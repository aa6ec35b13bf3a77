//! Claim sets carried by access and refresh tokens
//!
//! Canonical order of a claim set: `sub`, `email`, `jti`, `nbf`, `iat`, then
//! custom claims sorted by name and value, then one `role` entry per role name
//! sorted alphabetically. Refresh tokens stop after `iat`.

use chrono::Utc;

use crate::auth::user::{Claim, UserIdentity};
use crate::error::Result;
use crate::storage::traits::UserStore;

/// Claim name used for role entries
pub const ROLE_CLAIM: &str = "role";

/// Names the token format owns; custom claims may not reuse them
pub const RESERVED_CLAIM_NAMES: [&str; 9] =
    ["sub", "email", "jti", "nbf", "iat", "exp", "iss", "aud", ROLE_CLAIM];

/// Claims embedded in a single token
#[derive(Debug, Clone, PartialEq, Eq)]
pub struct ClaimSet {
    /// Subject (user ID)
    pub subject: String,
    pub email: String,
    /// Unique token identifier
    pub jti: String,
    /// Not before (UTC seconds)
    pub not_before: i64,
    /// Issued at (UTC seconds)
    pub issued_at: i64,
    /// Custom claims, canonical order
    pub user_claims: Vec<Claim>,
    /// Role names, canonical order
    pub roles: Vec<String>,
}

impl ClaimSet {
    pub fn has_role(&self, role: &str) -> bool {
        self.roles.iter().any(|r| r == role)
    }

    /// True when the set carries no roles and no custom claims (refresh tokens)
    pub fn is_minimal(&self) -> bool {
        self.user_claims.is_empty() && self.roles.is_empty()
    }

    /// Flatten into name/value pairs in canonical order
    pub fn entries(&self) -> Vec<(String, String)> {
        let mut entries = vec![
            ("sub".to_string(), self.subject.clone()),
            ("email".to_string(), self.email.clone()),
            ("jti".to_string(), self.jti.clone()),
            ("nbf".to_string(), self.not_before.to_string()),
            ("iat".to_string(), self.issued_at.to_string()),
        ];
        entries.extend(
            self.user_claims
                .iter()
                .map(|claim| (claim.name.clone(), claim.value.clone())),
        );
        entries.extend(
            self.roles
                .iter()
                .map(|role| (ROLE_CLAIM.to_string(), role.clone())),
        );
        entries
    }
}

/// Sort and deduplicate custom claims, dropping any that would shadow a registered claim
pub fn canonical_claims(claims: Vec<Claim>) -> Vec<Claim> {
    let mut claims: Vec<Claim> = claims
        .into_iter()
        .filter(|claim| {
            let reserved = RESERVED_CLAIM_NAMES.contains(&claim.name.as_str());
            if reserved {
                log::warn!("Ignoring custom claim with reserved name '{}'", claim.name);
            }
            !reserved
        })
        .collect();
    claims.sort();
    claims.dedup();
    claims
}

/// Sort and deduplicate role names
pub fn canonical_roles(roles: Vec<String>) -> Vec<String> {
    let mut roles = roles;
    roles.sort();
    roles.dedup();
    roles
}

/// Assembles claim sets, reading custom claims and roles from the user store
pub struct ClaimsBuilder<'a> {
    users: &'a dyn UserStore,
}

impl<'a> ClaimsBuilder<'a> {
    pub fn new(users: &'a dyn UserStore) -> Self {
        Self { users }
    }

    /// Build a fresh claim set. Only `jti` and the timestamps differ between
    /// two calls for the same user and flag.
    pub async fn build(&self, user: &UserIdentity, include_user_claims: bool) -> Result<ClaimSet> {
        let now = Utc::now().timestamp();

        let (user_claims, roles) = if include_user_claims {
            let claims = self.users.get_claims(user).await?;
            let roles = self.users.get_roles(user).await?;
            (canonical_claims(claims), canonical_roles(roles))
        } else {
            (Vec::new(), Vec::new())
        };

        Ok(ClaimSet {
            subject: user.id.clone(),
            email: user.email.clone(),
            jti: uuid::Uuid::new_v4().to_string(),
            not_before: now,
            issued_at: now,
            user_claims,
            roles,
        })
    }
}
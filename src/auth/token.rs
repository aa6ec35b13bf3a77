use chrono::{DateTime, Utc};
use jsonwebtoken::{decode, encode, DecodingKey, EncodingKey, Header, Validation};
use serde::{Deserialize, Serialize};
use std::collections::BTreeMap;
use std::time::Duration;

use crate::auth::claims::ClaimSet;
use crate::auth::user::Claim;
use crate::config::JwtOptions;
use crate::constants::TOKEN_KEY_PREFIX;
use crate::error::{AuthMeError, Result};

/// Which half of a token pair a token is
#[derive(Debug, Clone, Copy, PartialEq, Eq, Hash, Serialize, Deserialize)]
pub enum TokenKind {
    Access,
    Refresh,
}

/// Custom claim value: one string, or an array when a name repeats
#[derive(Debug, Clone, PartialEq, Eq, Serialize, Deserialize)]
#[serde(untagged)]
pub enum ClaimValue {
    Single(String),
    Multiple(Vec<String>),
}

/// JWT payload as it goes over the wire
#[derive(Debug, Serialize, Deserialize)]
pub struct TokenClaims {
    /// Issuer
    pub iss: String,
    /// Audience
    pub aud: String,
    /// Subject (user ID)
    pub sub: String,
    pub email: String,
    /// JWT ID
    pub jti: String,
    /// Not before (as UTC timestamp)
    pub nbf: i64,
    /// Issued at (as UTC timestamp)
    pub iat: i64,
    /// Expiration time (as UTC timestamp)
    pub exp: i64,
    /// Custom claims keyed by name
    #[serde(flatten)]
    pub custom: BTreeMap<String, ClaimValue>,
    /// Role names
    #[serde(default, skip_serializing_if = "Vec::is_empty")]
    pub role: Vec<String>,
}

impl TokenClaims {
    fn from_claim_set(claims: &ClaimSet, issuer: &str, audience: &str, exp: i64) -> Self {
        let mut grouped: BTreeMap<String, Vec<String>> = BTreeMap::new();
        for claim in &claims.user_claims {
            grouped
                .entry(claim.name.clone())
                .or_default()
                .push(claim.value.clone());
        }

        let custom = grouped
            .into_iter()
            .map(|(name, mut values)| {
                let value = if values.len() == 1 {
                    ClaimValue::Single(values.remove(0))
                } else {
                    ClaimValue::Multiple(values)
                };
                (name, value)
            })
            .collect();

        Self {
            iss: issuer.to_string(),
            aud: audience.to_string(),
            sub: claims.subject.clone(),
            email: claims.email.clone(),
            jti: claims.jti.clone(),
            nbf: claims.not_before,
            iat: claims.issued_at,
            exp,
            custom,
            role: claims.roles.clone(),
        }
    }

    fn into_claim_set(self) -> ClaimSet {
        let mut user_claims = Vec::new();
        for (name, value) in self.custom {
            match value {
                ClaimValue::Single(value) => user_claims.push(Claim::new(name, value)),
                ClaimValue::Multiple(values) => {
                    user_claims.extend(values.into_iter().map(|value| Claim::new(name.clone(), value)))
                }
            }
        }

        ClaimSet {
            subject: self.sub,
            email: self.email,
            jti: self.jti,
            not_before: self.nbf,
            issued_at: self.iat,
            user_claims,
            roles: self.role,
        }
    }
}

/// Output of signing a claim set
#[derive(Debug, Clone)]
pub struct SignedToken {
    pub jti: String,
    pub token: String,
    pub expires_at: DateTime<Utc>,
}

/// A token that passed signature, issuer, audience and lifetime checks
#[derive(Debug, Clone)]
pub struct VerifiedToken {
    pub claims: ClaimSet,
    pub expires_at: DateTime<Utc>,
}

/// A token handed out to a user and recorded in the token cache
#[derive(Debug, Clone)]
pub struct IssuedToken {
    pub jti: String,
    pub subject_id: String,
    pub kind: TokenKind,
    pub expires_at: DateTime<Utc>,
    pub token: String,
}

impl IssuedToken {
    pub fn new(signed: SignedToken, subject_id: &str, kind: TokenKind) -> Self {
        Self {
            jti: signed.jti,
            subject_id: subject_id.to_string(),
            kind,
            expires_at: signed.expires_at,
            token: signed.token,
        }
    }

    /// Cache key for this token
    pub fn cache_key(&self) -> String {
        token_cache_key(&self.jti)
    }

    /// Time left until expiry, zero once expired
    pub fn remaining_ttl(&self, now: DateTime<Utc>) -> Duration {
        (self.expires_at - now).to_std().unwrap_or(Duration::ZERO)
    }
}

/// Cache key under which the token with this jti is recorded
pub fn token_cache_key(jti: &str) -> String {
    format!("{}{}", TOKEN_KEY_PREFIX, jti)
}

/// Signs and verifies JWTs with the configured key, issuer and audience
pub struct TokenSigner {
    encoding_key: EncodingKey,
    decoding_key: DecodingKey,
    header: Header,
    validation: Validation,
    issuer: String,
    audience: String,
}

impl TokenSigner {
    /// Creates a signer, failing on unusable key material
    pub fn new(options: &JwtOptions) -> Result<Self> {
        options.validate()?;

        let mut validation = Validation::new(options.algorithm);
        validation.set_issuer(&[options.issuer.as_str()]);
        validation.set_audience(&[options.audience.as_str()]);
        validation.set_required_spec_claims(&["exp", "nbf", "iss", "aud", "sub"]);
        validation.validate_nbf = true;

        Ok(Self {
            encoding_key: EncodingKey::from_secret(options.secret.as_bytes()),
            decoding_key: DecodingKey::from_secret(options.secret.as_bytes()),
            header: Header::new(options.algorithm),
            validation,
            issuer: options.issuer.clone(),
            audience: options.audience.clone(),
        })
    }

    /// Generates a signed JWT for the claim set, valid until `expires_at`
    pub fn sign(&self, claims: &ClaimSet, expires_at: DateTime<Utc>) -> Result<SignedToken> {
        let payload = TokenClaims::from_claim_set(claims, &self.issuer, &self.audience, expires_at.timestamp());

        let token = encode(&self.header, &payload, &self.encoding_key)
            .map_err(|e| AuthMeError::TokenError(format!("Failed to generate token: {}", e)))?;

        Ok(SignedToken {
            jti: claims.jti.clone(),
            token,
            expires_at,
        })
    }

    /// Validates and decodes a JWT
    pub fn verify(&self, token: &str) -> Result<VerifiedToken> {
        let data = decode::<TokenClaims>(token, &self.decoding_key, &self.validation)
            .map_err(|e| AuthMeError::TokenError(format!("Invalid token: {}", e)))?;

        let expires_at = DateTime::<Utc>::from_timestamp(data.claims.exp, 0)
            .ok_or_else(|| AuthMeError::TokenError("Expiry out of range".to_string()))?;

        Ok(VerifiedToken {
            claims: data.claims.into_claim_set(),
            expires_at,
        })
    }
}

/// Extracts bearer token from Authorization header
pub fn extract_bearer_token(auth_header: &str) -> Option<String> {
    auth_header
        .strip_prefix("Bearer ")
        .map(str::trim)
        .filter(|token| !token.is_empty())
        .map(str::to_string)
}

#[cfg(test)]
mod tests {
    use super::*;

    const SECRET: &str = "signer_unit_key_7c1e9f04_with_enough_length";

    fn signer() -> TokenSigner {
        TokenSigner::new(&JwtOptions::new(SECRET, "authme-test", "authme-test-clients")).unwrap()
    }

    fn sample_claims(with_extras: bool) -> ClaimSet {
        let now = Utc::now().timestamp();
        ClaimSet {
            subject: "user-1".to_string(),
            email: "user@example.com".to_string(),
            jti: uuid::Uuid::new_v4().to_string(),
            not_before: now,
            issued_at: now,
            user_claims: if with_extras {
                vec![
                    Claim::new("scope", "read"),
                    Claim::new("scope", "write"),
                    Claim::new("tenant", "north"),
                ]
            } else {
                Vec::new()
            },
            roles: if with_extras { vec!["admin".to_string()] } else { Vec::new() },
        }
    }

    #[test]
    fn test_sign_then_verify_returns_same_claims() {
        let signer = signer();
        let claims = sample_claims(true);
        let expires_at = Utc::now() + chrono::Duration::minutes(5);

        let signed = signer.sign(&claims, expires_at).unwrap();
        assert_eq!(signed.jti, claims.jti);

        let verified = signer.verify(&signed.token).unwrap();
        assert_eq!(verified.claims, claims);
        assert_eq!(verified.expires_at.timestamp(), expires_at.timestamp());
    }

    #[test]
    fn test_wrong_audience_rejected() {
        let claims = sample_claims(false);
        let token = signer()
            .sign(&claims, Utc::now() + chrono::Duration::minutes(5))
            .unwrap()
            .token;

        let other = TokenSigner::new(&JwtOptions::new(SECRET, "authme-test", "someone-else")).unwrap();
        assert!(other.verify(&token).is_err());
    }

    #[test]
    fn test_expired_token_rejected() {
        let claims = sample_claims(false);
        // Beyond the default 60s leeway
        let token = signer()
            .sign(&claims, Utc::now() - chrono::Duration::minutes(5))
            .unwrap()
            .token;
        assert!(signer().verify(&token).is_err());
    }

    #[test]
    fn test_invalid_key_is_config_error() {
        let result = TokenSigner::new(&JwtOptions::new("short", "iss", "aud"));
        assert!(matches!(result, Err(AuthMeError::ConfigError(_))));
    }

    #[test]
    fn test_extract_bearer_token() {
        assert_eq!(extract_bearer_token("Bearer abc.def"), Some("abc.def".to_string()));
        assert_eq!(extract_bearer_token("Basic abc"), None);
        assert_eq!(extract_bearer_token("Bearer "), None);
    }

    #[test]
    fn test_issued_token_cache_key_and_ttl() {
        let now = Utc::now();
        let issued = IssuedToken::new(
            SignedToken {
                jti: "abc".to_string(),
                token: "t".to_string(),
                expires_at: now + chrono::Duration::seconds(90),
            },
            "user-1",
            TokenKind::Access,
        );
        assert_eq!(issued.cache_key(), "token:abc");
        assert_eq!(issued.remaining_ttl(now), Duration::from_secs(90));
        assert_eq!(issued.remaining_ttl(now + chrono::Duration::seconds(120)), Duration::ZERO);
    }
}
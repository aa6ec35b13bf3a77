//! Timing side-channel helpers for the sign-in path
//!
//! Failed sign-ins must not reveal, through response time, whether the email
//! exists or which check rejected it. Cached tokens are compared without
//! short-circuiting on the first differing byte.

use std::time::Duration;
use tokio::time::Instant;

/// Compare a presented token with the cached one in time independent of
/// where they differ. Lengths are not secret.
pub fn constant_time_eq(presented: &str, cached: &str) -> bool {
    let (presented, cached) = (presented.as_bytes(), cached.as_bytes());
    if presented.len() != cached.len() {
        return false;
    }

    presented
        .iter()
        .zip(cached)
        .fold(0u8, |diff, (a, b)| diff | (a ^ b))
        == 0
}

/// Sleep until at least `min_duration` has passed since `started`
pub async fn add_auth_delay(started: Instant, min_duration: Duration) {
    tokio::time::sleep_until(started + min_duration).await;
}

/// Pads a sign-in attempt to a minimum duration, measured from creation
pub struct AuthTimer {
    started: Instant,
    min_duration: Duration,
}

impl AuthTimer {
    pub fn new(min_duration: Duration) -> Self {
        Self {
            started: Instant::now(),
            min_duration,
        }
    }

    /// Time still to wait before the response may leave
    pub fn remaining(&self) -> Duration {
        self.min_duration.saturating_sub(self.started.elapsed())
    }

    pub async fn wait(self) {
        add_auth_delay(self.started, self.min_duration).await;
    }
}

#[cfg(test)]
mod tests {
    use super::*;

    #[test]
    fn test_token_comparison() {
        assert!(constant_time_eq("eyJ.a.b", "eyJ.a.b"));
        assert!(!constant_time_eq("eyJ.a.b", "eyJ.a.c"));
        assert!(!constant_time_eq("eyJ.a.b", "eyJ.a"));
        assert!(!constant_time_eq("", "x"));
        assert!(constant_time_eq("", ""));
    }

    #[tokio::test(start_paused = true)]
    async fn test_failed_sign_in_padded() {
        let timer = AuthTimer::new(Duration::from_millis(100));
        let start = Instant::now();
        tokio::time::advance(Duration::from_millis(30)).await;
        assert_eq!(timer.remaining(), Duration::from_millis(70));

        timer.wait().await;
        assert!(start.elapsed() >= Duration::from_millis(100));
    }

    #[tokio::test(start_paused = true)]
    async fn test_slow_attempt_not_delayed_further() {
        let start = Instant::now();
        tokio::time::advance(Duration::from_millis(250)).await;
        add_auth_delay(start, Duration::from_millis(100)).await;
        assert_eq!(start.elapsed(), Duration::from_millis(250));
    }
}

***

What you will do ▸
Transcribe the lines above between the line holding "user and flag." and the line holding "pair a token is", inclusive, exactly as they stand and with nothing added.

Exercise answer ▸
    /// two calls for the same user and flag.
    pub async fn build(&self, user: &UserIdentity, include_user_claims: bool) -> Result<ClaimSet> {
        let now = Utc::now().timestamp();

        let (user_claims, roles) = if include_user_claims {
            let claims = self.users.get_claims(user).await?;
            let roles = self.users.get_roles(user).await?;
            (canonical_claims(claims), canonical_roles(roles))
        } else {
            (Vec::new(), Vec::new())
        };

        Ok(ClaimSet {
            subject: user.id.clone(),
            email: user.email.clone(),
            jti: uuid::Uuid::new_v4().to_string(),
            not_before: now,
            issued_at: now,
            user_claims,
            roles,
        })
    }
}
filename src/auth/token.rs
repository aa6ec35b13bf3a77
use chrono::{DateTime, Utc};
use jsonwebtoken::{decode, encode, DecodingKey, EncodingKey, Header, Validation};
use serde::{Deserialize, Serialize};
use std::collections::BTreeMap;
use std::time::Duration;

use crate::auth::claims::ClaimSet;
use crate::auth::user::Claim;
use crate::config::JwtOptions;
use crate::constants::TOKEN_KEY_PREFIX;
use crate::error::{AuthMeError, Result};

/// Which half of a token pair a token is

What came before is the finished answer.